IQISHIQI
Copyright (c) 2003 João Pedro Neto
The game starts at following hexagonal board (the central stone is called the neutral stone). There are also enough one color stones off board.
- GROUP - One or more connected stones of the same color.
- EDGES - Each player owns three non adjacent board edges. Let's denote North (South) the player which owns the north (south) edge.
- MOVE - On each turn, a player drops one stone on an empty cell, provided:
- The dropped stone becomes part of a group of N >=1 stones where at least one of its stones is in a line of sight with the neutral stone, with at least N empty cells beyond it.
- Then, the neutral stone moves N cells away from the stone mentioned (the player may choose, if there is more than one direction)
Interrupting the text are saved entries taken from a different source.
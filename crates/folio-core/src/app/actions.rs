//! Button actions
//!
//! Delegated `[data-action]` clicks, the featured card buttons, and the
//! data-dependent top buttons. Acting on missing data shows a toast and
//! changes nothing else.

use tracing::{debug, warn};

use super::{ActionTrigger, App};
use crate::host::Host;
use crate::markup;
use crate::model::{non_blank, Links};

/// Recognized `data-action` values
#[derive(Debug, Clone, Copy, PartialEq, Eq)]
pub enum ActionKind {
    Preview,
    GitHub,
    Open,
    Copy,
}

impl ActionKind {
    pub fn parse(kind: &str) -> Option<Self> {
        match kind {
            "preview" => Some(ActionKind::Preview),
            "github" => Some(ActionKind::GitHub),
            "open" => Some(ActionKind::Open),
            "copy" => Some(ActionKind::Copy),
            _ => None,
        }
    }
}

impl<H: Host> App<H> {
    pub(super) fn handle_action(&mut self, trigger: &ActionTrigger) {
        let Some(kind) = ActionKind::parse(&trigger.kind) else {
            debug!("Ignoring unknown action {:?}", trigger.kind);
            return;
        };

        match kind {
            ActionKind::Preview => {
                let Some(img) = non_blank(trigger.img.as_deref()) else {
                    self.show_toast("No preview set.");
                    return;
                };
                let title = non_blank(trigger.title.as_deref()).unwrap_or("Preview");
                self.open_modal(title, &markup::preview_body(img));
            }
            ActionKind::GitHub | ActionKind::Open => {
                self.open_link(trigger.url.as_deref(), "Link not set yet.");
            }
            ActionKind::Copy => match non_blank(trigger.text.as_deref()) {
                Some(text) => self.host.write_clipboard(text),
                None => self.show_toast("Nothing to copy."),
            },
        }
    }

    /// Open a link in a new tab, or explain why not
    fn open_link(&mut self, url: Option<&str>, missing: &str) {
        match non_blank(url) {
            Some(url) => self.host.open_url(url),
            None => self.show_toast(missing),
        }
    }

    pub(super) fn on_clipboard_done(&mut self, ok: bool) {
        if ok {
            self.show_toast("Copied ✅");
        } else {
            warn!("Clipboard write was refused by the browser");
            self.show_toast("Copy failed (browser blocked).");
        }
    }

    pub(super) fn featured_preview(&mut self) {
        let Some(img) = self.featured.as_ref().and_then(|p| p.preview()) else {
            self.show_toast("No preview image set.");
            return;
        };
        let body = markup::preview_body(img);
        self.open_modal("Preview", &body);
    }

    pub(super) fn featured_image(&mut self) {
        if let Some(img) = self.featured.as_ref().and_then(|p| p.preview()) {
            let body = markup::preview_body(img);
            self.open_modal("Preview", &body);
        }
    }

    pub(super) fn featured_github(&mut self) {
        let url = self.featured.as_ref().and_then(|p| p.github()).map(String::from);
        self.open_link(url.as_deref(), "No GitHub link set.");
    }

    pub(super) fn featured_open(&mut self) {
        let url = self.featured.as_ref().and_then(|p| p.open()).map(String::from);
        self.open_link(url.as_deref(), "No project link set.");
    }

    pub(super) fn open_help(&mut self) {
        let body = markup::help_body(&self.config.data_url);
        self.open_modal("Help", &body);
    }

    pub(super) fn open_contact(&mut self) {
        let Some(data) = &self.data else {
            return;
        };
        let body = markup::contact_body(&data.profile.links);
        self.open_modal("Contact", &body);
    }

    pub(super) fn open_profile_link(&mut self, pick: impl Fn(&Links) -> &String) {
        let url = self.data.as_ref().map(|d| pick(&d.profile.links).clone());
        self.open_link(url.as_deref(), "Link not set yet.");
    }

    pub(super) fn download_resume(&mut self) {
        let url = self
            .data
            .as_ref()
            .and_then(|d| d.profile.resume_url.clone());
        self.open_link(url.as_deref(), "Add resume.pdf later and link it.");
    }

    pub(super) fn copy_about(&mut self) {
        let summary = self
            .data
            .as_ref()
            .map(|d| d.profile.summary.clone())
            .unwrap_or_default();
        if summary.trim().is_empty() {
            self.show_toast("Nothing to copy.");
            return;
        }
        self.host.write_clipboard(&summary);
    }
}

#[cfg(test)]
mod tests {
    use super::*;
    use crate::app::test_support::loaded_app;
    use crate::host::{Slot, Target};
    use crate::UiEvent;

    fn action(kind: &str) -> ActionTrigger {
        ActionTrigger::new(kind)
    }

    #[test]
    fn test_preview_opens_modal_with_title() {
        let mut app = loaded_app();
        app.dispatch(UiEvent::Action(ActionTrigger {
            img: Some("img/sales.png".into()),
            title: Some("Sales Dashboard".into()),
            ..action("preview")
        }));
        assert_eq!(app.state().modal.as_deref(), Some("Sales Dashboard"));
        assert!(app
            .host()
            .html(Target::Slot(Slot::ModalBody))
            .unwrap()
            .contains(r#"src="img/sales.png""#));
    }

    #[test]
    fn test_preview_without_image_toasts() {
        let mut app = loaded_app();
        app.dispatch(UiEvent::Action(action("preview")));
        assert_eq!(app.state().modal, None);
        assert_eq!(app.state().toast.as_deref(), Some("No preview set."));
    }

    #[test]
    fn test_link_actions_open_new_tab() {
        let mut app = loaded_app();
        app.dispatch(UiEvent::Action(ActionTrigger {
            url: Some("https://github.com/ada/sales".into()),
            ..action("github")
        }));
        app.dispatch(UiEvent::Action(ActionTrigger {
            url: Some("https://ada.dev/churn".into()),
            ..action("open")
        }));
        assert_eq!(
            app.host().opened_urls(),
            ["https://github.com/ada/sales", "https://ada.dev/churn"]
        );

        app.dispatch(UiEvent::Action(action("open")));
        assert_eq!(app.host().opened_urls().len(), 2);
        assert_eq!(app.state().toast.as_deref(), Some("Link not set yet."));
    }

    #[test]
    fn test_unknown_action_ignored() {
        let mut app = loaded_app();
        app.dispatch(UiEvent::Action(ActionTrigger {
            url: Some("https://example.com".into()),
            ..action("launch")
        }));
        assert!(app.host().opened_urls().is_empty());
        assert_eq!(app.state().toast, None);
    }

    #[test]
    fn test_contact_modal_routes_through_actions() {
        let mut app = loaded_app();
        app.dispatch(UiEvent::OpenContact);
        assert_eq!(app.state().modal.as_deref(), Some("Contact"));
        let body = app.host().html(Target::Slot(Slot::ModalBody)).unwrap();
        assert!(!body.contains("onclick"));
        assert!(body.contains(r#"data-action="copy" data-text="https://linkedin.com/in/ada""#));

        app.dispatch(UiEvent::Action(ActionTrigger {
            text: Some("https://linkedin.com/in/ada".into()),
            ..action("copy")
        }));
        assert_eq!(app.host().clipboard_writes(), ["https://linkedin.com/in/ada"]);
    }

    #[test]
    fn test_clipboard_feedback() {
        let mut app = loaded_app();
        app.dispatch(UiEvent::CopyAbout);
        assert_eq!(
            app.host().clipboard_writes(),
            ["I turn spreadsheets into decisions."]
        );

        app.dispatch(UiEvent::ClipboardDone { ok: true });
        assert_eq!(app.state().toast.as_deref(), Some("Copied ✅"));
        app.dispatch(UiEvent::ClipboardDone { ok: false });
        assert_eq!(
            app.state().toast.as_deref(),
            Some("Copy failed (browser blocked).")
        );
    }

    #[test]
    fn test_profile_links_and_resume() {
        let mut app = loaded_app();
        app.dispatch(UiEvent::OpenLinkedIn);
        app.dispatch(UiEvent::OpenGitHub);
        assert_eq!(
            app.host().opened_urls(),
            ["https://linkedin.com/in/ada", "https://github.com/ada"]
        );

        app.dispatch(UiEvent::DownloadResume);
        assert_eq!(
            app.state().toast.as_deref(),
            Some("Add resume.pdf later and link it.")
        );
    }

    #[test]
    fn test_featured_buttons() {
        let mut app = loaded_app();

        app.dispatch(UiEvent::FeaturedOpen);
        assert_eq!(app.state().toast.as_deref(), Some("No project link set."));
        assert!(app.host().opened_urls().is_empty());

        app.dispatch(UiEvent::FeaturedGitHub);
        assert_eq!(app.host().opened_urls(), ["https://github.com/ada/sales"]);

        app.dispatch(UiEvent::FeaturedImage);
        assert_eq!(app.state().modal.as_deref(), Some("Preview"));
    }

    #[test]
    fn test_featured_image_without_preview_is_noop() {
        let mut app = loaded_app();
        app.render_featured(Some(&crate::Project {
            title: "Plain".into(),
            ..Default::default()
        }));

        app.dispatch(UiEvent::FeaturedImage);
        assert_eq!(app.state().modal, None);
        assert_eq!(app.state().toast, None);

        app.dispatch(UiEvent::FeaturedPreview);
        assert_eq!(app.state().modal, None);
        assert_eq!(app.state().toast.as_deref(), Some("No preview image set."));
    }

    #[test]
    fn test_help_mentions_data_url() {
        let mut app = loaded_app();
        app.dispatch(UiEvent::OpenHelp);
        assert!(app
            .host()
            .html(Target::Slot(Slot::ModalBody))
            .unwrap()
            .contains("<code>data/projects.json</code>"));
    }
}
- GOAL - A player who cannot make a legal move on his turn loses, otherwise a player wins if the stone reaches one of his edges.
- If the stone reaches a corner, the player that just moved wins.
An example If the player drops at the green cell he wins the game by moving the neutral stone to one of his edges (assuming that the player owns that edge).
That dropped stone will belong to a group of 4 stones, and so, the player may push the neutral stone four cells west, away from one of the group stones.
Instead, he cannot drop at the red cells, because in that case, the neutral stone would need to slide exactly 5 cells and there is not enough space to do that.
Stalemating the adversary South dropped the marked stone, stalemating North and winning.
Winning a fast game North dropped the marked stone and wins the game(!). South cannot do anything to stop the neutral ball reaching the SW edge.
A winning path South drops the marked stone. Now all the next moves, moving the neutral ball from [1] to [4] are the only possible ones (can you find where the players must drop their stones), giving a victory to South!!
The last three examples where taken from actual games.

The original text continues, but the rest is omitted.